Using Flash Softboxes With Triggers
By Johannes Wienke
Many softboxes designed for hot shoe flashes suffer from the same problem: their mounting system for the flash does not cooperate well with longish flash triggers like the popular Yongnuo RF-602 or RF-603 and various others. As these triggers extends the flash to the front, they collide with screws or other parts of the mounting construction. I’ve seen some solutions proposing to build a custom metal bar to move the flash up, but actually there are two simple ways that don’t require any custom parts at all.
The “suboptimal” way
This solution works as soon as you have a flash where the head can be turned around by 180 degrees. In that position the flash trigger extends to the back of the softbox mount and doesn’t collide anymore. However, flash controls are basically blocked and often the head is too short to actually enter the opening of the softbox, wasting a bit of light. Even for the monster-sized Yongnuo YN560-II…
The “right” way
Many of the flash softboxes, especially the cheaper (Chinese?) ones from Walimex, Delamax, Alzo or whatever names exist, use a mounting system where the flash bracket is attached to the ring using a single screw.

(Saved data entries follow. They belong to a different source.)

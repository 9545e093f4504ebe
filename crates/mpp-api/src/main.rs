//! Axum API server binary.

use std::net::SocketAddr;

use tracing::{error, info, warn};
use tracing_subscriber::{fmt, prelude::*, EnvFilter};

use mpp_api::{create_router, metrics, ApiConfig, AppState};

#[tokio::main]
async fn main() {
    // Load environment variables
    dotenvy::dotenv().ok();

    init_tracing();

    info!("Starting mpp-api");

    let config = ApiConfig::from_env();
    if let Err(e) = config.validate() {
        error!("Invalid configuration: {}", e);
        std::process::exit(1);
    }
    info!(
        host = %config.host,
        port = config.port,
        model = %config.model.path.display(),
        workers = config.inference_workers,
        "API config loaded"
    );

    // Model and category table are loaded before binding; failure is fatal
    let state = match AppState::new(config.clone()) {
        Ok(s) => s,
        Err(e) => {
            error!(kind = e.kind().as_str(), "Failed to create application state: {}", e);
            std::process::exit(1);
        }
    };

    let metrics_handle = if config.metrics_enabled {
        match metrics::init_metrics() {
            Ok(handle) => {
                info!("Prometheus metrics enabled at /metrics");
                Some(handle)
            }
            Err(e) => {
                warn!("Failed to install Prometheus recorder: {}", e);
                None
            }
        }
    } else {
        None
    };

    let app = create_router(state, metrics_handle);

    let addr: SocketAddr = match format!("{}:{}", config.host, config.port).parse() {
        Ok(addr) => addr,
        Err(e) => {
            error!("Invalid bind address {}:{}: {}", config.host, config.port, e);
            std::process::exit(1);
        }
    };

    let listener = match tokio::net::TcpListener::bind(addr).await {
        Ok(listener) => listener,
        Err(e) => {
            error!("Failed to bind {}: {}", addr, e);
            std::process::exit(1);
        }
    };

    info!("Listening on {}", addr);

    if let Err(e) = axum::serve(
        listener,
        app.into_make_service_with_connect_info::<SocketAddr>(),
    )
    .with_graceful_shutdown(shutdown_signal())
    .await
    {
        error!("Server error: {}", e);
        std::process::exit(1);
    }

    info!("Server shutdown complete");
}

/// Colored text output for dev, JSON when `LOG_FORMAT=json`.
fn init_tracing() {
    let use_json = std::env::var("LOG_FORMAT")
        .map(|v| v.to_lowercase() == "json")
        .unwrap_or(false);

    let env_filter = EnvFilter::try_from_default_env()
        .unwrap_or_else(|_| EnvFilter::new("mpp_api=info,mpp_vision=info,tower_http=warn"));

    if use_json {
        tracing_subscriber::registry()
            .with(fmt::layer().json())
            .with(env_filter)
            .init();
    } else {
        tracing_subscriber::registry()
            .with(
                fmt::layer()
                    .with_ansi(true)
                    .with_target(true)
                    .with_thread_ids(false)
                    .with_file(false)
                    .with_line_number(false),
            )
            .with(env_filter)
            .init();
    }
}

async fn shutdown_signal() {
    if let Err(e) = tokio::signal::ctrl_c().await {
        warn!("Failed to install CTRL+C handler: {}", e);
        std::future::pending::<()>().await;
    }
    info!("Received shutdown signal");
}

Hence, in this case the ring can be turned to point slightly off-axis from the vertical mounting bar:
This allows us to mount the flash perpendicular to the axis of the softbox with the flash head turned around to one side so that the controls are easily accessible:
Without twisting the ring, this usually doesn’t work for modern flashes as the flash head most often doesn’t rotate directly on the axis of the hot shoe and hence the flash head wouldn’t enter the ring correctly.